NYT, the most prolific poster on HN, caught out again, like every month it seems. Yet they still rule the front page. When will people stand up to bad journalalism being pushed on them?

_cs2017_ said 2 months ago:

Why is not only the conservative, but even the liberal media so strongly anti-tech? Google, Facebook, and the majority of other tech firms are extraordinarily liberal, far beyond the normal California bias. And not only are their executives and employees overwhelmingly liberal, the companies often act on those beliefs (by supporting various political causes, creating a certain liberal emphasis in their educational tools, etc).

Or, put another way, how did the tech firms manage to become enemies with the liberals despite being on their side in the political battle?

bryan_w said 2 months ago:

Someone made the believe that big tech was responsible for getting trump elected

alt_f4 said 2 months ago:

NYT does itself no favors with regard to its already questionable credibility by spreading anti-tech propaganda.

said 2 months ago:
said 2 months ago:
scotchio said 2 months ago:

To be fair...

The front page of Hacker News is pretty much a Google hate hangoutfest -- so maybe cut some slack on this one...

I'm sure the NYT reporter was not acting malicious.

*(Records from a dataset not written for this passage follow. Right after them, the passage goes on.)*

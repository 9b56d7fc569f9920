//! Static drug knowledge tables
//!
//! Curated pharmacology lookups used to enrich prompts and responses.
//! These are reference data, not model inputs.

use std::collections::HashMap;

use once_cell::sync::Lazy;

/// Known risk profile for a drug, used only to enrich prompts.
#[derive(Debug, Clone, Copy)]
pub struct DrugRiskProfile {
    pub primary_concern: &'static str,
    pub risk_factors: &'static [&'static str],
    pub monitoring: &'static str,
}

static DRUG_CLASSES: Lazy<HashMap<&'static str, &'static str>> = Lazy::new(|| {
    HashMap::from([
        ("PARACETAMOL", "Analgesic"),
        ("ACETAMINOPHEN", "Analgesic"),
        ("IBUPROFEN", "NSAID"),
        ("ASPIRIN", "NSAID"),
        ("NAPROXEN", "NSAID"),
        ("DICLOFENAC", "NSAID"),
        ("ATORVASTATIN", "Statin"),
        ("SIMVASTATIN", "Statin"),
        ("ROSUVASTATIN", "Statin"),
        ("METFORMIN", "Antidiabetic"),
        ("INSULIN", "Antidiabetic"),
        ("AMOXICILLIN", "Antibiotic"),
        ("CIPROFLOXACIN", "Antibiotic"),
        ("AZITHROMYCIN", "Antibiotic"),
        ("MORPHINE", "Opioid"),
        ("CODEINE", "Opioid"),
        ("OXYCODONE", "Opioid"),
        ("WARFARIN", "Anticoagulant"),
        ("HEPARIN", "Anticoagulant"),
        ("OMEPRAZOLE", "Proton Pump Inhibitor"),
        ("PANTOPRAZOLE", "Proton Pump Inhibitor"),
        ("AMLODIPINE", "Calcium Channel Blocker"),
        ("LISINOPRIL", "ACE Inhibitor"),
        ("LOSARTAN", "ARB"),
        ("METOPROLOL", "Beta Blocker"),
        ("FUROSEMIDE", "Diuretic"),
        ("PREDNISONE", "Corticosteroid"),
        ("ALBUTEROL", "Bronchodilator"),
    ])
});

static DRUG_RISK_PROFILES: Lazy<HashMap<&'static str, DrugRiskProfile>> = Lazy::new(|| {
    HashMap::from([
        (
            "PARACETAMOL",
            DrugRiskProfile {
                primary_concern: "hepatotoxicity",
                risk_factors: &["chronic use", "overdose", "alcohol consumption"],
                monitoring: "liver function tests",
            },
        ),
        (
            "ACETAMINOPHEN",
            DrugRiskProfile {
                primary_concern: "hepatotoxicity",
                risk_factors: &["chronic use", "overdose", "alcohol consumption"],
                monitoring: "liver function tests",
            },
        ),
        (
            "IBUPROFEN",
            DrugRiskProfile {
                primary_concern: "GI bleeding and renal dysfunction",
                risk_factors: &["elderly", "chronic use", "dehydration"],
                monitoring: "renal function, GI symptoms",
            },
        ),
        (
            "ATORVASTATIN",
            DrugRiskProfile {
                primary_concern: "myopathy and liver enzyme elevation",
                risk_factors: &["high dose", "drug interactions"],
                monitoring: "CK levels, liver enzymes",
            },
        ),
        (
            "METFORMIN",
            DrugRiskProfile {
                primary_concern: "lactic acidosis",
                risk_factors: &["renal impairment", "heart failure"],
                monitoring: "renal function, lactate levels",
            },
        ),
        (
            "WARFARIN",
            DrugRiskProfile {
                primary_concern: "bleeding risk",
                risk_factors: &["drug interactions", "dietary changes"],
                monitoring: "INR levels",
            },
        ),
    ])
});

/// Therapeutic class for a drug name, "Unknown Class" when unmapped.
pub fn drug_class(drug_name: &str) -> &'static str {
    DRUG_CLASSES
        .get(drug_name.trim().to_uppercase().as_str())
        .copied()
        .unwrap_or("Unknown Class")
}

/// Known risk profile, if the drug is in the knowledge base.
pub fn risk_profile(drug_name: &str) -> Option<&'static DrugRiskProfile> {
    DRUG_RISK_PROFILES.get(drug_name.trim().to_uppercase().as_str())
}

#[cfg(test)]
mod tests {
    use super::*;

    #[test]
    fn test_drug_class_lookup() {
        assert_eq!(drug_class("PARACETAMOL"), "Analgesic");
        assert_eq!(drug_class("warfarin"), "Anticoagulant");
        assert_eq!(drug_class(" ibuprofen "), "NSAID");
    }

    #[test]
    fn test_unknown_drug_class() {
        assert_eq!(drug_class("NOVELDRUG"), "Unknown Class");
        assert_eq!(drug_class(""), "Unknown Class");
    }

    #[test]
    fn test_risk_profile_lookup() {
        let profile = risk_profile("paracetamol").unwrap();
        assert_eq!(profile.primary_concern, "hepatotoxicity");
        assert!(profile.risk_factors.contains(&"overdose"));

        assert!(risk_profile("LISINOPRIL").is_none());
    }
}
//! Explanation provider boundary

pub mod client;

pub use client::{ExplanationClient, LlmError, DETAILED_MAX_TOKENS, SUMMARY_MAX_TOKENS};
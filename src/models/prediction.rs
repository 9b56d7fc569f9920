//! Prediction domain types

use serde::{Deserialize, Serialize};

/// Target organs, in the order models are loaded and reported.
#[derive(Debug, Clone, Copy, PartialEq, Eq, PartialOrd, Ord, Hash, Serialize, Deserialize)]
#[serde(rename_all = "UPPERCASE")]
pub enum Organ {
    Liver,
    Kidney,
    Lung,
}

impl Organ {
    pub const ALL: [Organ; 3] = [Organ::Liver, Organ::Kidney, Organ::Lung];

    /// Wire-format name (matches the response map keys)
    pub fn as_str(&self) -> &'static str {
        match self {
            Organ::Liver => "LIVER",
            Organ::Kidney => "KIDNEY",
            Organ::Lung => "LUNG",
        }
    }

    /// Capitalized name for human-facing text ("Liver risk")
    pub fn display_name(&self) -> &'static str {
        match self {
            Organ::Liver => "Liver",
            Organ::Kidney => "Kidney",
            Organ::Lung => "Lung",
        }
    }
}

impl std::fmt::Display for Organ {
    fn fmt(&self, f: &mut std::fmt::Formatter<'_>) -> std::fmt::Result {
        f.write_str(self.as_str())
    }
}

/// Qualitative risk bucket for a single organ probability.
#[derive(Debug, Clone, Copy, PartialEq, Eq, Serialize, Deserialize)]
pub enum RiskLevel {
    Low,
    Moderate,
    High,
}

impl RiskLevel {
    /// Thresholds are strict: 0.65 is still Moderate, 0.35 is still Low.
    pub fn from_probability(probability: f64) -> Self {
        if probability > 0.65 {
            RiskLevel::High
        } else if probability > 0.35 {
            RiskLevel::Moderate
        } else {
            RiskLevel::Low
        }
    }

    pub fn as_str(&self) -> &'static str {
        match self {
            RiskLevel::Low => "Low",
            RiskLevel::Moderate => "Moderate",
            RiskLevel::High => "High",
        }
    }
}

impl std::fmt::Display for RiskLevel {
    fn fmt(&self, f: &mut std::fmt::Formatter<'_>) -> std::fmt::Result {
        f.write_str(self.as_str())
    }
}

/// Per-organ classifier output.
#[derive(Debug, Clone, PartialEq, Serialize, Deserialize)]
pub struct OrganPrediction {
    /// Positive-class probability, rounded to 4 decimals
    pub probability: f64,
    pub risk_level: RiskLevel,
}

impl OrganPrediction {
    pub fn from_probability(probability: f64) -> Self {
        Self {
            probability,
            risk_level: RiskLevel::from_probability(probability),
        }
    }
}

/// Confidence label derived from the spread of the organ probabilities.
#[derive(Debug, Clone, Copy, PartialEq, Eq, Serialize, Deserialize)]
pub enum Confidence {
    Low,
    Medium,
    High,
}

impl Confidence {
    /// Low spread across organs means the models agree.
    pub fn from_variance(variance: f64) -> Self {
        if variance < 0.02 {
            Confidence::High
        } else if variance < 0.05 {
            Confidence::Medium
        } else {
            Confidence::Low
        }
    }

    pub fn as_str(&self) -> &'static str {
        match self {
            Confidence::Low => "Low",
            Confidence::Medium => "Medium",
            Confidence::High => "High",
        }
    }
}

impl std::fmt::Display for Confidence {
    fn fmt(&self, f: &mut std::fmt::Formatter<'_>) -> std::fmt::Result {
        f.write_str(self.as_str())
    }
}

/// Audience for the generated explanation.
#[derive(Debug, Clone, Copy, PartialEq, Eq, Default, Deserialize)]
#[serde(rename_all = "lowercase")]
pub enum ExplanationMode {
    #[default]
    Clinical,
    /// Any value other than "clinical" means plain patient language
    #[serde(other)]
    Lay,
}

#[cfg(test)]
mod tests {
    use super::*;

    #[test]
    fn test_risk_level_thresholds_are_strict() {
        assert_eq!(RiskLevel::from_probability(0.66), RiskLevel::High);
        assert_eq!(RiskLevel::from_probability(0.65), RiskLevel::Moderate);
        assert_eq!(RiskLevel::from_probability(0.36), RiskLevel::Moderate);
        assert_eq!(RiskLevel::from_probability(0.35), RiskLevel::Low);
        assert_eq!(RiskLevel::from_probability(0.0), RiskLevel::Low);
        assert_eq!(RiskLevel::from_probability(1.0), RiskLevel::High);
    }

    #[test]
    fn test_confidence_buckets() {
        assert_eq!(Confidence::from_variance(0.0), Confidence::High);
        assert_eq!(Confidence::from_variance(0.019), Confidence::High);
        assert_eq!(Confidence::from_variance(0.02), Confidence::Medium);
        assert_eq!(Confidence::from_variance(0.049), Confidence::Medium);
        assert_eq!(Confidence::from_variance(0.05), Confidence::Low);
    }

    #[test]
    fn test_organ_wire_names() {
        assert_eq!(Organ::Liver.as_str(), "LIVER");
        assert_eq!(Organ::Kidney.display_name(), "Kidney");
        assert_eq!(
            serde_json::to_string(&Organ::Lung).unwrap(),
            "\"LUNG\""
        );
    }

    #[test]
    fn test_organ_map_keys_roundtrip() {
        use std::collections::BTreeMap;

        let mut map = BTreeMap::new();
        map.insert(Organ::Liver, OrganPrediction::from_probability(0.9));
        map.insert(Organ::Lung, OrganPrediction::from_probability(0.1));

        let json = serde_json::to_string(&map).unwrap();
        assert!(json.contains("\"LIVER\""));

        let back: BTreeMap<Organ, OrganPrediction> = serde_json::from_str(&json).unwrap();
        assert_eq!(back[&Organ::Liver].risk_level, RiskLevel::High);
    }

    #[test]
    fn test_explanation_mode_fallback() {
        let clinical: ExplanationMode = serde_json::from_str("\"clinical\"").unwrap();
        assert_eq!(clinical, ExplanationMode::Clinical);

        // Anything unrecognized is treated as lay language
        let lay: ExplanationMode = serde_json::from_str("\"patient\"").unwrap();
        assert_eq!(lay, ExplanationMode::Lay);
    }
}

Maybe they will even issue correction or update in time. No one would argue that speed of social media and corrections is not ideal, but I would bet they are trying to be accurate and transparent with their readers.

I just seriously doubt the reporter and editors who published this info did so solely with the goal to attack Google by "promoting" a questionable study.

Wrong/Lazy/Dumb != Evil

darawk said 2 months ago:

No, but they published something that confirmed their priors, and didn't due their due diligence on it because it confirmed their priors and was the kind of story they wanted to write. They have to be held to account for that.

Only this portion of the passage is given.